To further explain the technical means and effects of the present invention for achieving the intended purpose, the present invention will be further described in detail with reference to the accompanying drawings in combination with the embodiments. It should be understood that the description is intended to be exemplary only, and is not intended as a limitation on the scope of the invention. Further, in the following description, descriptions of structures and techniques known to those skilled in the art are omitted.

As shown in figure 1, the biological artificial liver perfusion bioreactor of the utility model comprises a cylindrical shell 1, a plasma inlet 2 and a plasma inlet sealing cover 3 at the lower end of the shell, a plasma outlet 4 and a plasma outlet sealing cover 5 at the upper end of the shell, a cell filling port 6 and a cell filling port sealing cover 7 at the side, a plasma inlet side filter screen 8 and a plasma outlet side filter screen 9 at the two ends inside the reactor.

In the present embodiment, the plasma inlet side filter net 8 and the plasma outlet side filter net 9 are made of nylon, the filter net support 10 shown in fig. 2 is disposed on the filter net, the filter net support, the cylindrical housing and the sealing cover are made of medical plastics, and the edge of the filter net support and the cylindrical housing are sealed into a whole.

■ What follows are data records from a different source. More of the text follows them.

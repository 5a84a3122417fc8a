use crate::error::{ChunkerError, Result};
use std::path::Path;

/// File extensions the chunker knows how to split
pub const SUPPORTED_EXTENSIONS: &[&str] = &["py", "js", "jsx", "mjs", "cjs", "ts", "tsx", "rs"];

/// Supported programming language
#[derive(Debug, Clone, Copy, PartialEq, Eq, Hash)]
pub enum Language {
    Python,
    JavaScript,
    TypeScript,
    Tsx,
    Rust,
    Unknown,
}

impl Language {
    /// Detect language from file extension
    pub fn from_extension(ext: &str) -> Self {
        match ext.to_lowercase().as_str() {
            "py" | "pyw" => Language::Python,
            "js" | "jsx" | "mjs" | "cjs" => Language::JavaScript,
            "ts" | "mts" | "cts" => Language::TypeScript,
            "tsx" => Language::Tsx,
            "rs" => Language::Rust,
            _ => Language::Unknown,
        }
    }

    /// Detect language from file path
    pub fn from_path(path: impl AsRef<Path>) -> Self {
        path.as_ref()
            .extension()
            .and_then(|ext| ext.to_str())
            .map(Self::from_extension)
            .unwrap_or(Language::Unknown)
    }

    /// Get language name as string
    pub fn as_str(self) -> &'static str {
        match self {
            Language::Python => "python",
            Language::JavaScript => "javascript",
            Language::TypeScript => "typescript",
            Language::Tsx => "tsx",
            Language::Rust => "rust",
            Language::Unknown => "unknown",
        }
    }

    /// Check if this language is supported for AST parsing
    pub fn supports_ast(self) -> bool {
        !matches!(self, Language::Unknown)
    }

    /// JavaScript and TypeScript dialects
    pub fn is_js_family(self) -> bool {
        matches!(
            self,
            Language::JavaScript | Language::TypeScript | Language::Tsx
        )
    }

    /// Whether blocks are delimited by indentation rather than braces
    pub fn uses_indentation(self) -> bool {
        matches!(self, Language::Python)
    }

    /// Get Tree-sitter language instance
    pub fn tree_sitter_language(self) -> Result<tree_sitter::Language> {
        match self {
            Language::Rust => Ok(tree_sitter_rust::LANGUAGE.into()),
            Language::Python => Ok(tree_sitter_python::LANGUAGE.into()),
            Language::JavaScript => Ok(tree_sitter_javascript::LANGUAGE.into()),
            Language::TypeScript => Ok(tree_sitter_typescript::LANGUAGE_TYPESCRIPT.into()),
            Language::Tsx => Ok(tree_sitter_typescript::LANGUAGE_TSX.into()),
            Language::Unknown => Err(ChunkerError::UnsupportedLanguage(self)),
        }
    }

    /// Get typical comment prefixes for this language
    pub fn comment_prefixes(self) -> &'static [&'static str] {
        match self {
            Language::Rust | Language::JavaScript | Language::TypeScript | Language::Tsx => {
                &["//", "/*", "*"]
            }
            Language::Python => &["#"],
            Language::Unknown => &[],
        }
    }

    /// Get import/use statement patterns for this language
    pub fn import_patterns(self) -> &'static [&'static str] {
        match self {
            Language::Rust => &["use ", "pub use ", "extern crate ", "mod "],
            Language::Python => &["import ", "from "],
            Language::JavaScript | Language::TypeScript | Language::Tsx => {
                &["import ", "export * from", "require("]
            }
            Language::Unknown => &[],
        }
    }
}
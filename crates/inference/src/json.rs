use serde_json::Value;

/// Parse a JSON object out of a model reply.
///
/// The whole reply is tried first, then the span between the first `{`
/// and the last `}` (models like to wrap JSON in prose or code fences).
#[must_use]
pub fn parse_json_object(raw: &str) -> Option<Value> {
    if let Ok(value @ Value::Object(_)) = serde_json::from_str::<Value>(raw.trim()) {
        return Some(value);
    }
    let start = raw.find('{')?;
    let end = raw.rfind('}')?;
    if end <= start {
        return None;
    }
    match serde_json::from_str::<Value>(&raw[start..=end]) {
        Ok(value @ Value::Object(_)) => Some(value),
        _ => None,
    }
}

#[cfg(test)]
mod tests {
    use super::*;
    use serde_json::json;

    #[test]
    fn plain_object() {
        assert_eq!(parse_json_object(r#"{"issues": []}"#), Some(json!({"issues": []})));
    }

    #[test]
    fn fenced_object() {
        let raw = "Here you go:\n```json\n{\"issues\": [{\"severity\": \"high\"}]}\n```\n";
        assert_eq!(
            parse_json_object(raw),
            Some(json!({"issues": [{"severity": "high"}]}))
        );
    }

    #[test]
    fn rejects_non_objects_and_garbage() {
        assert_eq!(parse_json_object("[1, 2]"), None);
        assert_eq!(parse_json_object("no json here"), None);
        assert_eq!(parse_json_object("} {"), None);
        assert_eq!(parse_json_object("{ broken"), None);
    }
}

When the biological artificial liver perfusion bioreactor is used, the plasma outlet end of the biological artificial liver perfusion bioreactor is upward, the sealing cover of the plasma outlet is opened, the plasma outlet is connected with a waste liquid bottle through a medical silica gel tube, then the sealing cover of the cell filling port is opened, the cell filling port is connected with a liquid storage bottle filled with microcarrier cell suspension through the medical silica gel tube, then the microcarrier cell suspension is filled into the reactor from bottom to top by using a peristaltic pump, and redundant liquid is discharged into the waste liquid bottle from the plasma outlet end.

The invention has been described above with reference to a preferred embodiment, but the scope of protection of the invention is not limited thereto, and various modifications can be made therein and equivalents can be substituted for elements thereof without departing from the scope of the invention, and as long as there is no structural conflict, the technical features mentioned in the embodiment can be combined in any way, and any reference signs in the claims shall not be construed as limiting the claims concerned. Therefore, all technical solutions that fall within the scope of the claims are within the scope of the present invention.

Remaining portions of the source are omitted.